Doch in Wettingen liegt bloss die Zentrale des gelernten Mechanikers, der operativ nicht mehr viel im Geschäft tätig ist. Denn längst ist Eichenbergers Besitz über Kennys Autocenter hinausgewachsen. In den 90er-Jahren kaufte er diverse Grundstücke und liess darauf Einkaufscenter, Waschstrassen, Tankstellen und Shops erstellen. Darunter den Rägimarkt und die benachbarte Tankstelle in Regensdorf sowie den Wagimarkt in Schlieren, den er mit dem Watter Architekten Werner Ess realisiert hat. Auch in Berlin hat er mit seinem Freund Alfred Weber ein Dienstleistungscenter aufgezogen. 1990 verkauften sie in der Nähe des Alexanderplatzes 3000 aus der Schweiz exportiere Occasionsfahrzeuge.

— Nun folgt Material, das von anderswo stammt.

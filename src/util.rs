//! Shared utility modules used across whorl components.

pub mod array;
pub mod varint;
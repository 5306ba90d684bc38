use std::fmt::Write;

use maud::{PreEscaped, Render};

use crate::prelude::*;

#[must_use]
#[derive(Clone)]
pub struct TrackingCode(PreEscaped<String>);

impl Default for TrackingCode {
    fn default() -> Self {
        Self(PreEscaped(String::new()))
    }
}

impl TrackingCode {
    pub fn new(gtag: Option<&str>) -> Result<Self> {
        let mut code = String::new();
        if let Some(measurement_id) = gtag {
            if !measurement_id
                .chars()
                .all(|char_| char_.is_ascii_alphanumeric() || char_ == '-')
            {
                return Err(anyhow!("invalid measurement ID: {:?}", measurement_id));
            }
            write!(
                code,
                r#"<!-- Global site tag (gtag.js) - Google Analytics --> <script async src="https://www.googletagmanager.com/gtag/js?id={0}"></script> <script>window.dataLayer = window.dataLayer || []; function gtag(){{dataLayer.push(arguments);}} gtag('js', new Date()); gtag('config', '{0}'); </script>"#,
                measurement_id,
            )?;
        };
        Ok(Self(PreEscaped(code)))
    }
}

impl Render for &TrackingCode {
    fn render_to(&self, buffer: &mut String) {
        self.0.render_to(buffer);
    }
}

#[cfg(test)]
mod tests {
    use super::*;

    #[test]
    fn gtag_ok() -> crate::Result {
        let code = TrackingCode::new(Some("G-ABC123"))?;
        let markup = (&code).render().into_string();
        assert!(markup.contains("gtag/js?id=G-ABC123"));
        assert!(markup.contains("gtag('config', 'G-ABC123');"));
        Ok(())
    }

    #[test]
    fn empty_ok() -> crate::Result {
        assert_eq!((&TrackingCode::new(None)?).render().into_string(), "");
        Ok(())
    }

    #[test]
    fn invalid_measurement_id_error() {
        assert!(TrackingCode::new(Some("'); alert(1); //")).is_err());
    }
}
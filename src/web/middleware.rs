mod error;
mod request;
mod security_headers;

pub use self::error::ErrorMiddleware;
pub use self::request::RequestMiddleware;
pub use self::security_headers::SecurityHeadersMiddleware;
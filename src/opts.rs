//! CLI options.

use std::path::PathBuf;

use clap::{Args, Parser, Subcommand as ClapSubcommand};

use crate::regression::N_FEATURES;

#[derive(Parser)]
#[command(author, version, about)]
pub struct Opts {
    /// Sentry DSN
    #[arg(long, env = "PORTFOLIO_SENTRY_DSN")]
    pub sentry_dsn: Option<String>,

    /// Performance monitoring sample rate for Sentry
    #[arg(long, env = "PORTFOLIO_TRACES_SAMPLE_RATE", default_value = "0")]
    pub traces_sample_rate: f32,

    #[command(subcommand)]
    pub subcommand: Subcommand,
}

#[derive(ClapSubcommand)]
pub enum Subcommand {
    Web(WebOpts),
    Fit(FitOpts),
    Predict(PredictOpts),
}

#[derive(Args)]
pub struct DatasetOpts {
    /// Training dataset: CSV with a header row, the feature columns and `grade`
    #[arg(long, env = "PORTFOLIO_DATASET", default_value = "data/assets.csv")]
    pub dataset: PathBuf,
}

/// Runs the web application
#[derive(Args)]
pub struct WebOpts {
    #[command(flatten)]
    pub dataset: DatasetOpts,

    /// Web application bind host
    #[arg(long, env = "PORTFOLIO_HOST", default_value = "::")]
    pub host: String,

    /// Web application bind port
    #[arg(short, long, env = "PORTFOLIO_PORT", default_value = "8080")]
    pub port: u16,

    /// Google Analytics measurement ID
    #[arg(long, env = "PORTFOLIO_GTAG")]
    pub gtag: Option<String>,
}

/// Fits the model and prints the coefficients
#[derive(Args)]
pub struct FitOpts {
    #[command(flatten)]
    pub dataset: DatasetOpts,
}

/// Fits the model and predicts the grade of a single asset
#[derive(Args)]
pub struct PredictOpts {
    #[command(flatten)]
    pub dataset: DatasetOpts,

    #[arg(long, allow_hyphen_values = true)]
    pub avg_return: f64,

    #[arg(long, allow_hyphen_values = true)]
    pub volatility: f64,

    #[arg(long, allow_hyphen_values = true)]
    pub liquidity: f64,

    #[arg(long, allow_hyphen_values = true)]
    pub risk_score: f64,

    #[arg(long, allow_hyphen_values = true)]
    pub momentum: f64,
}

impl PredictOpts {
    /// Feature values keyed by their names.
    pub fn features(&self) -> [(&'static str, f64); N_FEATURES] {
        [
            ("avg_return", self.avg_return),
            ("volatility", self.volatility),
            ("liquidity", self.liquidity),
            ("risk_score", self.risk_score),
            ("momentum", self.momentum),
        ]
    }
}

1996 war einer der Meilensteine in der Erfolgsgeschichte des Dänikers: Er wurde gemeinsam mit dem Walliseller Thomas Baggenstoss von Nicolas Hayek und Mercedes ausgewählt, um den damals revolutionären Smart in der Schweiz zu vertreten. «Alle wollten Smart. Doch Hayek wählte uns, weil wir das Business leben», ist der Selfmade-Mann überzeugt. Heute ist Eichenberger In- oder Teilhaber von sechs Smart-Verkaufscentern in der Deutschschweiz. Auch der Smart-Turm in Wallisellen gehört dazu. Der 55-jährige beschäftigt derzeit über 200 Mitarbeiter.

Ersten Mercedes mit 27 verkauft

Dabei hat alles so einfach begonnen: Im Alter von 22 Jahren hatte Eichenberger mit seinen gesparten 20 000 Franken auf einem Kiesplatz neben dem Bahnhof Buchs Neuwagen aus Frankreich importiert und verkauft. «Das Geld haben meine Frau Monika und ich gespart, indem wir im Keller meines Elternhauses für wenig Miete lebten», sagt er. In diesem Haus am Waldrand von Dänikon wurden seine Kinder Carla und Marc gross. Eichenberger und seine Frau leben noch heute dort. 1980 hat er an der Buchserstrasse die Hälfte der Firma Folie gemietet und dort seine Werkstatt betrieben. Bereits 1984 konnte er die Eröffnung seines Autocenters in Dällikon feiern. Dort verkaufte er 1986 den ersten Mercedes-Benz. «Das war ein grosser Moment in meinem Leben.» Der Rest der Erfolgsstory ist bekannt.

Obwohl der Däniker Ferien mit seiner Frau auf Ibiza geniesst, auf Golfreisen geht und mit seiner Familie nach Übersee verreist, ist er im Unterland präsent: Er beteiligte sich politisch am Dorfleben und war während acht Jahren Mitglied der Rechnungsprüfungskommission in Dänikon.

Erst kürzlich hat er sich für die Verwirklichung des Aussichtsturms auf dem Altberg eingesetzt: Weil die Spenden nicht mehr geflossen sind, konnte er seine Freunde dafür gewinnen, die benötigten 250 000 Franken zu spenden. Der Turm kann im nächsten Frühling gebaut werden. «Um gemeinsam auf dem Altberg eine schöne Zeit zu verbringen», sagt der Geschäftsmann. Auch geschäftlich gehts vorwärts: «Momentan bin ich an einem grossen Immobilienprojekt im Zürcher Unterland.»